- **INSTRUCTIONS TO FOLLOW**
Filter the listing down to the lines containing the word "IntoResponse".

- **RECORDS FOR THE EXERCISE**
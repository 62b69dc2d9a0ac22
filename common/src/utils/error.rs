use axum::{
    Json,
    http::StatusCode,
    response::{IntoResponse, Response},
};
use serde_json::json;
use thiserror::Error;

use crate::database::failure::StoreError;

pub const TABLE_NOT_INITIALIZED: &str =
    "Appraisals table does not exist. Please initialize the database first.";

#[derive(Error, Debug)]
pub enum ApiError {
    #[error("Database error: {0}")]
    Database(String),

    #[error("Store error: {0}")]
    Store(#[from] StoreError),

    #[error("Appraisals table is not initialized")]
    NotInitialized(StoreError),

    #[error("Database connection failed: {0}")]
    Unhealthy(StoreError),

    #[error("Input validation failed: {field}")]
    Validation { field: String, message: String },

    #[error("Origin not allowed: {0}")]
    OriginRejected(String),

    #[error("Configuration error: {0}")]
    Config(String),

    #[error("IO error: {0}")]
    Io(#[from] std::io::Error),
}

impl ApiError {
    const DB_ERROR: &'static str = "DB_ERROR";
    const DB_NOT_INITIALIZED: &'static str = "DB_NOT_INITIALIZED";
    const DB_UNAVAILABLE: &'static str = "DB_UNAVAILABLE";
    const VALIDATION_ERROR: &'static str = "VALIDATION_ERROR";
    const CORS_REJECTED: &'static str = "CORS_REJECTED";
    const CONFIG_ERROR: &'static str = "CONFIG_ERROR";
    const IO_ERROR: &'static str = "IO_ERROR";
}

impl IntoResponse for ApiError {
    fn into_response(self) -> Response {
        let (status, message, code) = match &self {
            Self::Database(e) => {
                tracing::error!("Database error: {e}");
                (StatusCode::INTERNAL_SERVER_ERROR, e.clone(), Self::DB_ERROR)
            }
            Self::Store(e) => {
                e.log("Store error");
                (StatusCode::INTERNAL_SERVER_ERROR, e.message.clone(), Self::DB_ERROR)
            }
            Self::NotInitialized(e) => {
                e.log("Appraisals table missing");
                (
                    StatusCode::INTERNAL_SERVER_ERROR,
                    TABLE_NOT_INITIALIZED.into(),
                    Self::DB_NOT_INITIALIZED,
                )
            }
            Self::Unhealthy(e) => {
                e.log("Health check failed");
                let body = json!({
                    "error": "Database connection failed",
                    "details": e.message,
                    "error_code": Self::DB_UNAVAILABLE,
                    "status": StatusCode::INTERNAL_SERVER_ERROR.as_u16()
                });
                return (StatusCode::INTERNAL_SERVER_ERROR, Json(body)).into_response();
            }
            Self::Validation { message, .. } => (
                StatusCode::BAD_REQUEST,
                message.clone(),
                Self::VALIDATION_ERROR,
            ),
            Self::OriginRejected(origin) => {
                tracing::warn!(origin = %origin, "Rejected cross-origin request");
                (
                    StatusCode::FORBIDDEN,
                    "Not allowed by CORS".into(),
                    Self::CORS_REJECTED,
                )
            }
            Self::Config(msg) => {
                tracing::error!("Configuration error: {msg}");
                (
                    StatusCode::INTERNAL_SERVER_ERROR,
                    "Configuration error".into(),
                    Self::CONFIG_ERROR,
                )
            }
            Self::Io(e) => {
                tracing::error!("IO error: {e}");
                (StatusCode::INTERNAL_SERVER_ERROR, e.to_string(), Self::IO_ERROR)
            }
        };

        let body = json!({
            "error": message,
            "error_code": code,
            "status": status.as_u16()
        });

        (status, Json(body)).into_response()
    }
}

pub type Result<T> = std::result::Result<T, ApiError>;
pub mod config;
pub mod error;

pub use config::Config;
pub use error::{ApiError, Result};
pub mod database;

pub use common::utils::error;
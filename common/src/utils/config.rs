use super::error::{ApiError, Result};
use serde::Deserialize;
use std::{env, time::Duration};

/// Origins that are always accepted alongside `FRONTEND_URL`.
pub const DEFAULT_ALLOWED_ORIGINS: [&str; 4] = [
    "http://localhost:3000",
    "http://localhost:5173",
    "http://127.0.0.1:3000",
    "http://127.0.0.1:5173",
];

#[derive(Debug, Clone, Deserialize, Default)]
pub struct Config {
    pub api_port: u16,
    pub database_url: Option<String>,
    pub db_host: String,
    pub db_user: String,
    pub db_password: String,
    pub db_name: String,
    pub db_port: u16,
    pub db_ssl: bool,
    pub db_ssl_root_cert: Option<String>,
    pub max_db_connections: u32,
    pub connect_attempts: u32,
    pub connect_retry_delay_ms: u64,
    pub frontend_url: String,
}

impl Config {
    pub fn from_env() -> Result<Self> {
        dotenvy::dotenv().ok();
        Self::from_lookup(|key| env::var(key).ok())
    }

    pub fn from_lookup<F>(lookup: F) -> Result<Self>
    where
        F: Fn(&str) -> Option<String>,
    {
        Ok(Self {
            api_port: Self::parse_var(&lookup, "PORT", "3405")?,
            database_url: lookup("DATABASE_URL").filter(|url| !url.is_empty()),
            db_host: lookup("DB_HOST").unwrap_or_else(|| "postgres".to_owned()),
            db_user: lookup("DB_USER").unwrap_or_else(|| "postgres".to_owned()),
            db_password: lookup("DB_PASSWORD").unwrap_or_else(|| "admin123".to_owned()),
            db_name: lookup("DB_NAME").unwrap_or_else(|| "new_employee_db".to_owned()),
            db_port: Self::parse_var(&lookup, "DB_PORT", "5432")?,
            db_ssl: Self::parse_var(&lookup, "DB_SSL", "false")?,
            db_ssl_root_cert: lookup("DB_SSL_ROOT_CERT"),
            max_db_connections: Self::parse_var(&lookup, "DB_MAX_CONNECTIONS", "10")?,
            connect_attempts: Self::parse_var(&lookup, "DB_CONNECT_ATTEMPTS", "5")?,
            connect_retry_delay_ms: Self::parse_var(&lookup, "DB_CONNECT_RETRY_DELAY_MS", "5000")?,
            frontend_url: lookup("FRONTEND_URL")
                .unwrap_or_else(|| "http://localhost:3000".to_owned()),
        })
    }

    pub fn connect_retry_delay(&self) -> Duration {
        Duration::from_millis(self.connect_retry_delay_ms)
    }

    /// `FRONTEND_URL` first, then the fixed development hosts, without duplicates.
    pub fn allowed_origins(&self) -> Vec<String> {
        let mut origins = vec![self.frontend_url.trim_end_matches('/').to_owned()];
        for origin in DEFAULT_ALLOWED_ORIGINS {
            if !origins.iter().any(|o| o == origin) {
                origins.push(origin.to_owned());
            }
        }
        origins
    }

    fn parse_var<F, T>(lookup: &F, key: &str, default: &str) -> Result<T>
    where
        F: Fn(&str) -> Option<String>,
        T: std::str::FromStr,
        T::Err: std::fmt::Debug,
    {
        lookup(key)
            .as_deref()
            .unwrap_or(default)
            .parse()
            .map_err(|_| ApiError::Config(format!("Invalid {}", key)))
    }
}

#[cfg(test)]
mod tests {
    use super::*;
    use std::collections::HashMap;

    fn config_with(vars: &[(&str, &str)]) -> Result<Config> {
        let vars: HashMap<String, String> = vars
            .iter()
            .map(|(k, v)| ((*k).to_owned(), (*v).to_owned()))
            .collect();
        Config::from_lookup(|key| vars.get(key).cloned())
    }

    #[test]
    fn defaults_apply_when_nothing_is_set() {
        let config = config_with(&[]).unwrap();

        assert_eq!(config.api_port, 3405);
        assert_eq!(config.db_host, "postgres");
        assert_eq!(config.db_user, "postgres");
        assert_eq!(config.db_password, "admin123");
        assert_eq!(config.db_name, "new_employee_db");
        assert_eq!(config.db_port, 5432);
        assert!(!config.db_ssl);
        assert!(config.database_url.is_none());
        assert_eq!(config.connect_attempts, 5);
        assert_eq!(config.connect_retry_delay(), Duration::from_secs(5));
        assert_eq!(config.frontend_url, "http://localhost:3000");
    }

    #[test]
    fn overrides_are_read() {
        let config = config_with(&[
            ("PORT", "8080"),
            ("DB_HOST", "db.internal"),
            ("DB_PORT", "6543"),
            ("DB_SSL", "true"),
            ("FRONTEND_URL", "https://appraisals.example.com/"),
        ])
        .unwrap();

        assert_eq!(config.api_port, 8080);
        assert_eq!(config.db_host, "db.internal");
        assert_eq!(config.db_port, 6543);
        assert!(config.db_ssl);
        assert_eq!(
            config.allowed_origins().first().map(String::as_str),
            Some("https://appraisals.example.com")
        );
    }

    #[test]
    fn malformed_number_is_a_config_error() {
        let err = config_with(&[("PORT", "not-a-port")]).unwrap_err();
        assert!(matches!(err, ApiError::Config(ref msg) if msg == "Invalid PORT"));
    }

    #[test]
    fn allowed_origins_do_not_repeat_frontend_url() {
        let config = config_with(&[("FRONTEND_URL", "http://localhost:5173")]).unwrap();
        let origins = config.allowed_origins();

        assert_eq!(origins.len(), DEFAULT_ALLOWED_ORIGINS.len());
        assert_eq!(origins[0], "http://localhost:5173");
    }
}
pub mod appraisal;
use axum::{
    Json,
    extract::{State, rejection::JsonRejection},
    http::StatusCode,
};
use tracing::{info, instrument};

use common::database::{StoreError, StoreErrorKind};

use crate::{
    AppState,
    models::appraisal::{Appraisal, AppraisalSubmission},
    utils::{
        database,
        error::{ApiError, Result},
    },
};

fn list_error(err: StoreError) -> ApiError {
    match err.kind {
        StoreErrorKind::UndefinedTable => ApiError::NotInitialized(err),
        _ => ApiError::Store(err),
    }
}

#[utoipa::path(
    get,
    path = "/api/appraisals",
    responses(
        (status = 200, description = "All appraisals, newest first", body = [Appraisal]),
        (status = 500, description = "Store failure or table not initialized")
    ),
    tag = "appraisals"
)]
#[instrument(skip(state))]
pub async fn list_appraisals(State(state): State<AppState>) -> Result<Json<Vec<Appraisal>>> {
    let appraisals = database::list_appraisals(&state.pool)
        .await
        .map_err(list_error)?;

    info!(results_count = appraisals.len(), "Listed appraisals");
    Ok(Json(appraisals))
}

#[utoipa::path(
    post,
    path = "/api/appraisals",
    request_body = AppraisalSubmission,
    responses(
        (status = 201, description = "Stored appraisal", body = Appraisal),
        (status = 400, description = "A required field is missing"),
        (status = 500, description = "Rejected by the store")
    ),
    tag = "appraisals"
)]
#[instrument(skip(state, payload))]
pub async fn create_appraisal(
    State(state): State<AppState>,
    payload: std::result::Result<Json<AppraisalSubmission>, JsonRejection>,
) -> Result<(StatusCode, Json<Appraisal>)> {
    let Json(submission) = payload.map_err(|rejection| ApiError::Validation {
        field: "body".to_owned(),
        message: format!("Invalid request body: {}", rejection.body_text()),
    })?;

    let new = submission.validate()?;
    let appraisal = database::insert_appraisal(&state.pool, &new).await?;

    info!(
        id = appraisal.id,
        employee_id = %appraisal.employee_id,
        "Appraisal created"
    );
    Ok((StatusCode::CREATED, Json(appraisal)))
}
use std::path::PathBuf;

use cliclack::{confirm, input, intro, outro};
use tracing::{debug, info};

use crate::validators::{ServerUrlValidator, validate_server_url};
use mirrorlist::types::config::{CONFIG_FILE, Config, DEFAULT_SERVER};

pub async fn run(path: Option<PathBuf>) -> anyhow::Result<()> {
    intro("mirrorlist init")?;

    let path = path.unwrap_or_else(|| PathBuf::from(CONFIG_FILE));

    debug!("Prompting for server URL");
    let server: String = input("Mirror server URL")
        .default_input(DEFAULT_SERVER)
        .validate_interactively(ServerUrlValidator)
        .interact()?;

    let config = Config {
        source_path: path,
        server: validate_server_url(&server)?,
    };

    debug!("Config: {:?}", config);

    if !confirm(format!("Write {}?", config.source_path.display())).interact()? {
        info!("Cancelled config creation.");
        return Ok(());
    }

    config.write().await?;

    outro(format!("wrote {}", config.source_path.display()))?;

    Ok(())
}
use reqwest::{Client, Response};
use serde::{Serialize, de::DeserializeOwned};
use serde_json::Value;
use tracing::{debug, trace};
use url::Url;

use super::{Result, SyncClient, SyncError};
use crate::types::record::{Field, RepositoryRecord};

#[derive(Serialize, Debug)]
struct UpdateBody<'a> {
    value: &'a str,
    old: &'a str,
}

/// [`SyncClient`] speaking the mirror server's JSON API.
#[derive(Debug, Clone)]
pub struct HttpSyncClient {
    client: Client,
    base: Url,
}

#[derive(Debug, thiserror::Error)]
#[error("{0} cannot be used as a server base URL")]
pub struct InvalidBaseUrl(pub Url);

impl HttpSyncClient {
    pub fn new(base: Url) -> std::result::Result<Self, InvalidBaseUrl> {
        Self::with_client(Client::new(), base)
    }

    pub fn with_client(client: Client, base: Url) -> std::result::Result<Self, InvalidBaseUrl> {
        if base.cannot_be_a_base() {
            return Err(InvalidBaseUrl(base));
        }

        Ok(Self { client, base })
    }

    /// Joins `segments` onto the base URL, keeping any path prefix it has.
    pub fn endpoint(&self, segments: &[&str]) -> Url {
        let mut url = self.base.clone();

        if let Ok(mut path) = url.path_segments_mut() {
            path.pop_if_empty().push("api").extend(segments);
        }

        url
    }

    fn repo_endpoint(&self, index: usize, field: Option<Field>) -> Url {
        let index = index.to_string();

        match field {
            Some(field) => self.endpoint(&["repo", &index, field.as_str()]),
            None => self.endpoint(&["repo", &index]),
        }
    }
}

fn check(response: Response) -> Result<Response> {
    let status = response.status();

    if status.is_success() {
        Ok(response)
    } else {
        Err(SyncError::Status {
            status,
            url: response.url().clone(),
        })
    }
}

async fn decode<T: DeserializeOwned>(response: Response) -> Result<T> {
    let url = response.url().clone();
    let body = response.bytes().await?;

    serde_json::from_slice(&body).map_err(|err| SyncError::Decode {
        url,
        reason: err.to_string(),
    })
}

/// The server may answer an update with any JSON value, only falsy ones refuse it.
fn is_truthy(value: &Value) -> bool {
    match value {
        Value::Null => false,
        Value::Bool(accepted) => *accepted,
        Value::Number(n) => n.as_f64().is_some_and(|n| n != 0.0),
        Value::String(s) => !s.is_empty(),
        Value::Array(_) | Value::Object(_) => true,
    }
}

#[async_trait::async_trait]
impl SyncClient for HttpSyncClient {
    async fn fetch_list(&self) -> Result<Vec<RepositoryRecord>> {
        let url = self.endpoint(&["repos"]);

        trace!("GET {url}");
        let response = check(self.client.get(url).send().await?)?;
        let records: Vec<RepositoryRecord> = decode(response).await?;

        debug!("fetched {} repositories", records.len());

        Ok(records)
    }

    async fn update_field(
        &self,
        index: usize,
        field: Field,
        value: &str,
        old: &str,
    ) -> Result<bool> {
        let url = self.repo_endpoint(index, Some(field));

        trace!("POST {url}");
        let response = self
            .client
            .post(url)
            .json(&UpdateBody { value, old })
            .send()
            .await?;

        let answer: Value = decode(check(response)?).await?;
        trace!("update answered with {answer}");

        Ok(is_truthy(&answer))
    }

    async fn delete_record(&self, index: usize) -> Result<()> {
        let url = self.repo_endpoint(index, None);

        trace!("DELETE {url}");
        check(self.client.delete(url).send().await?)?;

        Ok(())
    }

    async fn create_record(&self) -> Result<()> {
        let url = self.endpoint(&["repo"]);

        trace!("POST {url}");
        check(self.client.post(url).send().await?)?;

        Ok(())
    }
}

- **EXERCISE RESULT**
    response::{IntoResponse, Response},
impl IntoResponse for ApiError {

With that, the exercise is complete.